(GIVEN ENTRIES Opens)

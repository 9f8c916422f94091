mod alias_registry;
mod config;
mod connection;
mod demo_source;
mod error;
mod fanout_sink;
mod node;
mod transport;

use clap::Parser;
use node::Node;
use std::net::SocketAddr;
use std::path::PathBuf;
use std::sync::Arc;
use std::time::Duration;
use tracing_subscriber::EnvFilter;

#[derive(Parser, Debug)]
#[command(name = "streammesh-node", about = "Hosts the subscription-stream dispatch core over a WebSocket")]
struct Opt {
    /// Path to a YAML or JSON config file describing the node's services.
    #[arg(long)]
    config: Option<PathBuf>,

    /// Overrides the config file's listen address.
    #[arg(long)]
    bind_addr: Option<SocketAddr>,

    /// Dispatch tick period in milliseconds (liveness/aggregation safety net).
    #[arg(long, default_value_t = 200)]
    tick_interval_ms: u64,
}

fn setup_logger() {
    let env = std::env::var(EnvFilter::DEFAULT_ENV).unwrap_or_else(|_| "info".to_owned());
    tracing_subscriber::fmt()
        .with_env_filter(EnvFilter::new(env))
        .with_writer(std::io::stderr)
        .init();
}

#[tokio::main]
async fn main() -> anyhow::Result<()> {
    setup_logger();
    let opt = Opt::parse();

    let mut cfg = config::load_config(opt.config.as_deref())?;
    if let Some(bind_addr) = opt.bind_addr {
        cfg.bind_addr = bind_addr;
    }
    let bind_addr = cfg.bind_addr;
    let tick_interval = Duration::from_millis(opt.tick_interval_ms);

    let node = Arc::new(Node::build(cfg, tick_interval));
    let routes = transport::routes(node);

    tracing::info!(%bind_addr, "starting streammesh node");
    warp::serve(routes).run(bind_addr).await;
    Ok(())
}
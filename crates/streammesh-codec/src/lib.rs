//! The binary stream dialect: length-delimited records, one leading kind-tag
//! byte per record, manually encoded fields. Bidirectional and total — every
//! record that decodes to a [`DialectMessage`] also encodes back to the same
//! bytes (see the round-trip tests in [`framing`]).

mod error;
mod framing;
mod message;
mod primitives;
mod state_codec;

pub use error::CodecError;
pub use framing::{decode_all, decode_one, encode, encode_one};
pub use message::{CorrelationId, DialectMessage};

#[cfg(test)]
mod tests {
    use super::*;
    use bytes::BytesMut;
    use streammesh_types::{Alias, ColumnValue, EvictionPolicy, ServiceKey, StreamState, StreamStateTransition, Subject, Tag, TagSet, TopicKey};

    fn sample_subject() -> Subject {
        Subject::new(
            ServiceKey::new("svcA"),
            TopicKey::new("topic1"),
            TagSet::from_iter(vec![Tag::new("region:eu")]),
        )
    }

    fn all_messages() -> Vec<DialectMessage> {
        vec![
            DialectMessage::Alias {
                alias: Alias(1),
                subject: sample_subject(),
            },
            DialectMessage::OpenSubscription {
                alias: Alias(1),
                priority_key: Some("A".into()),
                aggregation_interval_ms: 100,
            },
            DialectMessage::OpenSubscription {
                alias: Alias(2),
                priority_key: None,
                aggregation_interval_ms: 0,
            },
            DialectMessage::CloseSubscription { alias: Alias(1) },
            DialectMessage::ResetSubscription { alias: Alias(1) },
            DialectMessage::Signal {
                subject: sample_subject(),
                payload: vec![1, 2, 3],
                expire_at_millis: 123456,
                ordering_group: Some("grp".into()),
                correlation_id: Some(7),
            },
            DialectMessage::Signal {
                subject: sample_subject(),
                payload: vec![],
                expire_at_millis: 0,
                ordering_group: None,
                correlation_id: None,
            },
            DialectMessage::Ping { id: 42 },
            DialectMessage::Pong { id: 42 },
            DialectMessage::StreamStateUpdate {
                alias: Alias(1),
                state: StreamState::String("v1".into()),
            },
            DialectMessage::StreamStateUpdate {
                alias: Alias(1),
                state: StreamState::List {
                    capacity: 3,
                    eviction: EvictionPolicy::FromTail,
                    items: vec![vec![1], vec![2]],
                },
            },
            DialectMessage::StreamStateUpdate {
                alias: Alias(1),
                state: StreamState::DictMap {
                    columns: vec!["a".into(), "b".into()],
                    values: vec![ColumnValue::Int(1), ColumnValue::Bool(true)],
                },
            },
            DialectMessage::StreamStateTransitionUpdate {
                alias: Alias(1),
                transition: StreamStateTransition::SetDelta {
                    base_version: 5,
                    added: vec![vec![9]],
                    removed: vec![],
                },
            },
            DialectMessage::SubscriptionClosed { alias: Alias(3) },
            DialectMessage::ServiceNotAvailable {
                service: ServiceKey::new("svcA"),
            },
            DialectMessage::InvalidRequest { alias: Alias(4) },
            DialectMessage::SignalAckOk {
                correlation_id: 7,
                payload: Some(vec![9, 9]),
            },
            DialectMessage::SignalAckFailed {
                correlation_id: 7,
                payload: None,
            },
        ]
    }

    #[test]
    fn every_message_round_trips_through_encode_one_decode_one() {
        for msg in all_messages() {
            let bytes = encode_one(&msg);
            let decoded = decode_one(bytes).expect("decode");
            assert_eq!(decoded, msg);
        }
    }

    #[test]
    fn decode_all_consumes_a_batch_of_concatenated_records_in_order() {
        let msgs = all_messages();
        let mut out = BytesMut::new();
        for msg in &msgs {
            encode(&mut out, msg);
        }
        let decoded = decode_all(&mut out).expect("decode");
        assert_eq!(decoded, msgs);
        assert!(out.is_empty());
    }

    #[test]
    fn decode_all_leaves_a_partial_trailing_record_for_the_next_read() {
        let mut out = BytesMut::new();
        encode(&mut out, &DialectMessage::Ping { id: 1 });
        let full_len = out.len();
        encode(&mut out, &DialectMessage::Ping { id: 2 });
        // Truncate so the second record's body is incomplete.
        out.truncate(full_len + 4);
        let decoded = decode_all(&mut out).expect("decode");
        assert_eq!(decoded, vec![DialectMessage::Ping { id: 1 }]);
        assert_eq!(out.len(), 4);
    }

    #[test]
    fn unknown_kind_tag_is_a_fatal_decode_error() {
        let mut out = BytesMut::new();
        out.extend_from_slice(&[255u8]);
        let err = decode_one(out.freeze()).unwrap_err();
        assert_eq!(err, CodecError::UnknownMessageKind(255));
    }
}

(GIVEN ENTRIES Closes)

In the listing above, find each line with the word "node" and copy it.

mod node;
use node::Node;
#[command(name = "streammesh-node", about = "Hosts the subscription-stream dispatch core over a WebSocket")]
    /// Path to a YAML or JSON config file describing the node's services.
    let node = Arc::new(Node::build(cfg, tick_interval));
    let routes = transport::routes(node);
    tracing::info!(%bind_addr, "starting streammesh node");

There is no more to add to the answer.